I remember the self-condemnation a friend of mine had as a teenager about getting pregnant by her boyfriend... I was really into church back then, so she kind of naturally assumed that I would condemn her.  When I found out she'd had a child I had so much emotion about it.  I felt hurt that she thought I would shun her, and the whole time she was shunning herself and turning away from former friends, I thought that she was avoidinng me because of my weirdness and my general unpopularity.  (At this point in my life, I was used to former friends "growing away from me" because of my introverted nerd-ways and the issues I had with my emotinal states that I didn't know at the time were signs of a disorder).  My friend didn't need to assume things and hide away from friends who could have supported her. 

And then you have these scandals like the one I just read about where a guy deperately tries to change himself for what he thinks is the better and is caught being a hypocrite being on services he's not "supposed" to be on, but just further condeming himself and others. 


The other side of the obession-coin, of course, is people telling the world at large and thus folks like *me* (I'm asexual and am happily, so far, an adult virgin) that I "don't live a fully-realized human existence."    Okay, so I understand the condemnation of straight up mentally-hilarious freaks like me, but what about the adult virgin who is so because they have some kind of severe learning disability?
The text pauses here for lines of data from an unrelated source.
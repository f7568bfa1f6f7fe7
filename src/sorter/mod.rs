//! Local Sort Module
//!
//! Orders a node's final record set by key and persists it as a flat file of
//! 100-byte records with no header or delimiters. Input shards use the same layout.

pub mod local;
Or a physical problem with the "plumbing?"  Do *children* not live a fully-realized human existance if they happen to die before experiencing the mystical magical genital-tour? 

The time for stupid statements is over. 

Even for a freak like me (just lacking an apparently normal sex drive), I tend to persist in the folly of thinking of myself as a full-human.  (I probably ought to stop it, really.  Thanks to the Internet I've found out my "not-real-human-ness" and/or general human inferiority about a variety of issues).  Maybe the answer here is "You know, forcing or coercing someone to have sex when they don't really want to/aren't quite ready is, um... you know.. a word brought to you by the letter 'R."   

In any case, I don't think somene hasn't or doesn't live a fully-realized human life because they have yet to try sushi, or haven't stood on the shores of both the Pacific and Atlantic oceans, or been to New York, or because they haven't seen the Grand Canyon.  These are all things I've done that I see, in my life, as "vital human experiences," - neat things that I've done.  Heck, the way some people are addicted to love, I've developed an addiction to salmon maki.  Brushes with death? I could say that those are a vital human experirence that makes you really feel alive and "truly human" - but I wouldn't wish my experiences with that on anyone (unless of course they were in some severe need of humbling or finding courage).   

I suppose if culture was as obessed with the consumption of raw fish, or visiting the edges of canyons, or narrowly surviving almost getting killed by the dangers of a farm, maybe people would obsess about the "exact right time and place" one is supposed to eat certain things, or people like me would be able to look down our noses at "harrowing-experience virgins," or something. 

Maybe we should all take a lesson from Inara - what goes on between your legs is just a state, nothing less and nothing more.  Even if there's a right time and place for it, it's not something that makes you less or more "human" than anyone else.  Frankly, my life is only pooer if I think it's poorer - and I don't - not for this particular reason.

2 comments:

  1. i used to think i was asexual but probably just have a low libido. i get that it's not the be-all end-all of human anything. if one likes it, it's a pretty great form of physical closeness.
    although this didn't turn out to be my case, there are lots of autistics that are asexual either for the sensory reasons or just another wiring difference that might be going on. and autistics have a full life if anybody lets us.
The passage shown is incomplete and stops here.